In today’s talking points: New carbon nanotube filters prove efficient at removing heavy metals from water; breakthrough has potential to conception problems in older women; non-profit public hospitals by 2020; reduction in Beijing cigarette sales

New carbon nanotube filters prove efficient at removing heavy metals from water

Researchers at the University of Texas have invented a novel filter for purifying heavy metal ridden water. The filters are composed of carbon nanotubes and quartz. During tests they were able to absorb over 99 per cent of metals from water samples, including metals such as lead, copper, mercury, nickel, cobalt and cadmium. Researchers calculated that just one gram of the filter material would be able to purify 83,000 litres of metal contaminated water to World Health Organisation standards.

In addition to extremely high efficiency, the filters are also cleanable and reusable. In fact, all that is required to clean the the nanotube filters are household cleaners such as vinegar. Alternatively, metals caught in the filter can be easily extracted and reused, meaning the filter has potential applications in metal recycling and processing.

Although still in its early stages, this new type of filter could usher in a new age of efficiently and cheaply produced safe drinking water.

Read more at: China Daily


Breakthrough has potential to remedy conception problems in older women

One of the mechanisms responsible for the deterioration in the egg health of older women has been identified, according to researchers from the University of Newcastle. Building upon this discovery, the research team, headed by PhD student Bettina Mahalas, has found a potential method to halt this deterioration via the use of an antioxidant.

This discovery is particularly pertinent as women are now deciding to start families later in life, which generally results in a higher prevalence of birth defects and miscarriage. More research into this antioxidant could result in supplements for already pregnant older women or those trying to conceive.

Read more at: ABC News


Non-profit public hospitals by 2020

According to a guideline released by the State Council, China’s Cabinet, public hospitals in China will operate under a new system by 2020 – one which prioritises patient healthcare and public interest over profits. The new “modern hospital management system” will seek to ensure the non-profit nature of public hospitals, as well as greater efficiency and sustainability.

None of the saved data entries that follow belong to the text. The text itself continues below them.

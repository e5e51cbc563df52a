//! Conversation state store contract.

use std::sync::Arc;

use crate::Result;
use crate::types::{ConversationAddress, ConversationMessage};

/// Addressable store that publishes conversation messages to watchers.
///
/// `set` replaces the value at `address` and makes it visible to every
/// watcher of that address. The aggregator treats each `set` as a completed
/// step and never issues the next write before the previous one returns,
/// so implementations need no per-key ordering of their own.
#[async_trait::async_trait]
pub trait ConversationStore: Send + Sync {
    /// Replaces the message stored at `address`.
    async fn set(&self, address: &ConversationAddress, value: &ConversationMessage) -> Result<()>;
}

#[async_trait::async_trait]
impl<T> ConversationStore for Arc<T>
where
    T: ConversationStore + ?Sized,
{
    async fn set(&self, address: &ConversationAddress, value: &ConversationMessage) -> Result<()> {
        (**self).set(address, value).await
    }
}
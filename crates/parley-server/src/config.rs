//! Worker configuration.

use std::sync::Arc;
use std::time::Duration;

#[cfg(feature = "config")]
use clap::Args;
use serde::{Deserialize, Serialize};
use tokio::sync::Semaphore;

use crate::{Error, Result};

/// Default maximum number of concurrent sessions.
pub const DEFAULT_MAX_CONCURRENT_SESSIONS: usize = 16;

/// Default time in seconds to wait for in-flight sessions on shutdown.
pub const DEFAULT_SHUTDOWN_TIMEOUT_SECS: u64 = 10;

/// Configuration for the response worker.
#[derive(Debug, Clone, PartialEq, Eq, Serialize, Deserialize)]
#[cfg_attr(feature = "config", derive(Args))]
pub struct WorkerConfig {
    /// Maximum sessions streaming at the same time.
    #[cfg_attr(
        feature = "config",
        arg(
            long,
            env = "PARLEY_MAX_CONCURRENT_SESSIONS",
            default_value_t = DEFAULT_MAX_CONCURRENT_SESSIONS
        )
    )]
    pub max_concurrent_sessions: usize,

    /// Seconds to wait for in-flight sessions after shutdown is requested.
    #[cfg_attr(
        feature = "config",
        arg(
            long,
            env = "PARLEY_SHUTDOWN_TIMEOUT_SECS",
            default_value_t = DEFAULT_SHUTDOWN_TIMEOUT_SECS
        )
    )]
    pub shutdown_timeout_secs: u64,
}

impl Default for WorkerConfig {
    fn default() -> Self {
        Self {
            max_concurrent_sessions: DEFAULT_MAX_CONCURRENT_SESSIONS,
            shutdown_timeout_secs: DEFAULT_SHUTDOWN_TIMEOUT_SECS,
        }
    }
}

impl WorkerConfig {
    /// Creates a new worker configuration with default values.
    pub fn new() -> Self {
        Self::default()
    }

    /// Sets the maximum concurrent sessions.
    #[must_use]
    pub fn with_max_concurrent_sessions(mut self, max_concurrent_sessions: usize) -> Self {
        self.max_concurrent_sessions = max_concurrent_sessions;
        self
    }

    /// Sets the shutdown timeout in seconds.
    #[must_use]
    pub fn with_shutdown_timeout_secs(mut self, secs: u64) -> Self {
        self.shutdown_timeout_secs = secs;
        self
    }

    /// Returns the shutdown timeout as a Duration.
    #[inline]
    pub fn shutdown_timeout(&self) -> Duration {
        Duration::from_secs(self.shutdown_timeout_secs)
    }

    /// Creates a semaphore for limiting concurrent sessions.
    pub fn create_semaphore(&self) -> Arc<Semaphore> {
        Arc::new(Semaphore::new(self.max_concurrent_sessions))
    }

    /// Validate the configuration.
    pub fn validate(&self) -> Result<()> {
        if self.max_concurrent_sessions == 0 {
            return Err(Error::config("max concurrent sessions must be positive"));
        }
        if self.max_concurrent_sessions > Semaphore::MAX_PERMITS {
            return Err(Error::config("max concurrent sessions is too large"));
        }
        Ok(())
    }
}

#[cfg(test)]
mod tests {
    use super::*;

    #[test]
    fn test_default_config() {
        let config = WorkerConfig::new();
        assert_eq!(config.max_concurrent_sessions, 16);
        assert_eq!(config.shutdown_timeout(), Duration::from_secs(10));
        assert!(config.validate().is_ok());
    }

    #[test]
    fn test_semaphore_permits() {
        let config = WorkerConfig::new().with_max_concurrent_sessions(3);
        assert_eq!(config.create_semaphore().available_permits(), 3);
    }

    #[test]
    fn test_config_validation() {
        let config = WorkerConfig::new().with_max_concurrent_sessions(0);
        assert!(config.validate().is_err());

        let config = WorkerConfig::new().with_shutdown_timeout_secs(0);
        assert!(config.validate().is_ok());
    }
}
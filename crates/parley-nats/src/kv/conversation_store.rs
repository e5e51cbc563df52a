//! Conversation store backed by the `conversation` KV bucket.

use async_trait::async_trait;
use parley_core::{ConversationAddress, ConversationMessage, ConversationStore};

use super::{ConversationBucket, KvStore, KvWatch, MessageKey};
use crate::{Result, TRACING_TARGET_KV};

/// KV store holding the latest state of every assistant message.
pub type ConversationKvStore = KvStore<MessageKey, ConversationMessage, ConversationBucket>;

impl KvStore<MessageKey, ConversationMessage, ConversationBucket> {
    /// Follows one message, starting with its current state.
    pub async fn watch_message(
        &self,
        address: &ConversationAddress,
    ) -> Result<KvWatch<MessageKey, ConversationMessage>> {
        self.watch_with_history(&MessageKey::from(address.clone()))
            .await
    }

    /// Follows every message of a conversation, starting with current states.
    #[tracing::instrument(skip(self), target = TRACING_TARGET_KV)]
    pub async fn watch_conversation(
        &self,
        conversation_id: &str,
    ) -> Result<KvWatch<MessageKey, ConversationMessage>> {
        self.watch_filter(&MessageKey::conversation_filter(conversation_id))
            .await
    }
}

#[async_trait]
impl ConversationStore for KvStore<MessageKey, ConversationMessage, ConversationBucket> {
    async fn set(
        &self,
        address: &ConversationAddress,
        value: &ConversationMessage,
    ) -> parley_core::Result<()> {
        self.put(&MessageKey::from(address.clone()), value).await?;
        Ok(())
    }
}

To achieve this, the vice-minister of the health commission and head of the State Council Medical Reform Office, Wang Hesheng, has said that health authorities are to establish new health plans and to improve the integration of health care systems in various regions to better distribute health resources between institutions. The government will increase funding to help retain the non-profit statute of public hospitals.

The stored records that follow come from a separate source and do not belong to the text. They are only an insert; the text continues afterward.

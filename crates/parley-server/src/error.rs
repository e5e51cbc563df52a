//! Worker error types and utilities.
//!
//! Errors carry a kind for categorization, a human-readable message and an
//! optional boxed source for error chaining.

use std::borrow::Cow;
use std::error::Error as StdError;
use std::fmt;

/// Type alias for boxed errors that are Send + Sync.
pub type BoxedError = Box<dyn StdError + Send + Sync>;

/// Result type alias for worker operations.
pub type Result<T, E = Error> = std::result::Result<T, E>;

/// Error kind enumeration for categorizing worker errors.
#[derive(Debug, Clone, Copy, PartialEq, Eq, Hash)]
pub enum ErrorKind {
    /// Configuration-related errors.
    Config,
    /// External service communication errors.
    External,
    /// Internal worker logic errors.
    Internal,
}

impl ErrorKind {
    /// Returns the error kind as a string for categorization.
    #[must_use]
    pub const fn as_str(self) -> &'static str {
        match self {
            Self::Config => "config",
            Self::External => "external_service",
            Self::Internal => "internal_service",
        }
    }
}

impl fmt::Display for ErrorKind {
    fn fmt(&self, f: &mut fmt::Formatter<'_>) -> fmt::Result {
        f.write_str(self.as_str())
    }
}

/// Worker error with structured information.
#[derive(Debug, thiserror::Error)]
#[error("{kind} error: {message}")]
pub struct Error {
    kind: ErrorKind,
    message: Cow<'static, str>,
    #[source]
    source: Option<BoxedError>,
}

impl Error {
    #[inline]
    fn new(kind: ErrorKind, message: impl Into<Cow<'static, str>>) -> Self {
        Self {
            kind,
            message: message.into(),
            source: None,
        }
    }

    /// Attaches a source error to this error.
    #[inline]
    pub fn with_source(mut self, source: impl StdError + Send + Sync + 'static) -> Self {
        self.source = Some(Box::new(source));
        self
    }

    /// Returns the error kind.
    #[must_use]
    #[inline]
    pub const fn kind(&self) -> ErrorKind {
        self.kind
    }

    /// Returns the error message.
    #[must_use]
    #[inline]
    pub fn message(&self) -> &str {
        &self.message
    }

    /// Creates a new configuration error.
    #[inline]
    pub fn config(message: impl Into<Cow<'static, str>>) -> Self {
        Self::new(ErrorKind::Config, message)
    }

    /// Creates a new external service error.
    #[inline]
    pub fn external(
        service: impl Into<Cow<'static, str>>,
        message: impl Into<Cow<'static, str>>,
    ) -> Self {
        Self::new(
            ErrorKind::External,
            format!("{}: {}", service.into(), message.into()),
        )
    }

    /// Creates a new internal error.
    #[inline]
    pub fn internal(
        component: impl Into<Cow<'static, str>>,
        message: impl Into<Cow<'static, str>>,
    ) -> Self {
        Self::new(
            ErrorKind::Internal,
            format!("{}: {}", component.into(), message.into()),
        )
    }
}

impl From<parley_nats::Error> for Error {
    fn from(err: parley_nats::Error) -> Self {
        Error::external("nats", err.to_string()).with_source(err)
    }
}

#[cfg(test)]
mod tests {
    use super::*;

    #[test]
    fn test_error_creation() {
        let error = Error::config("max concurrent sessions must be positive");
        assert_eq!(error.kind(), ErrorKind::Config);
        assert_eq!(error.message(), "max concurrent sessions must be positive");
    }

    #[test]
    fn test_external_service_error() {
        let error = Error::external("nats", "Connection refused");

        assert_eq!(error.kind(), ErrorKind::External);
        assert_eq!(
            error.to_string(),
            "external_service error: nats: Connection refused"
        );
    }

    #[test]
    fn test_from_nats_error() {
        let error: Error = parley_nats::Error::operation("kv_put", "closed").into();

        assert_eq!(error.kind(), ErrorKind::External);
        assert!(StdError::source(&error).is_some());
    }

    #[test]
    fn test_error_kind_as_str() {
        assert_eq!(ErrorKind::Config.as_str(), "config");
        assert_eq!(ErrorKind::External.as_str(), "external_service");
        assert_eq!(ErrorKind::Internal.as_str(), "internal_service");
    }
}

This is a pressing issue as public hospitals provide services to the majority of the population.

Read more at: China Daily


Reduction in Beijing cigarette sales

According to a health population report released by the Beijing municipal government, there has been an 8% reduction in the number of cigarettes sold in Beijing from last year.  The total number of smokers has also decreased to 22.3% among people aged 15 and above. This appears to coincide with the tightening of tobacco control regulations in Beijing since June 2015.

The regulations ban both smoking in indoor work and public spaces including schools and hospitals, as well as outdoor areas where women and children are present. In 2016, health authorities inspected more than 95,000 public spaces and required 5,000 spaces to rectify problems pursuant to complying with the stricter tobacco control regulations. In total, 433 businesses were fined, totaling 1.3 million RMB; while individuals were fined a total of 104,000 RMB.

Despite efforts to enforce the strict tobacco control regulations, according to the director of the city’s Health Inspection Bureau, Wang Benjin, violations continue to occur at entertainment venues, restaurants and office buildings. He recognises that persistent efforts will be required to see a dramatic decline in violations of the tobacco control regulations.

Though other major cities in China have also adopted stricter tobacco control regulations, national regulations are yet to be established.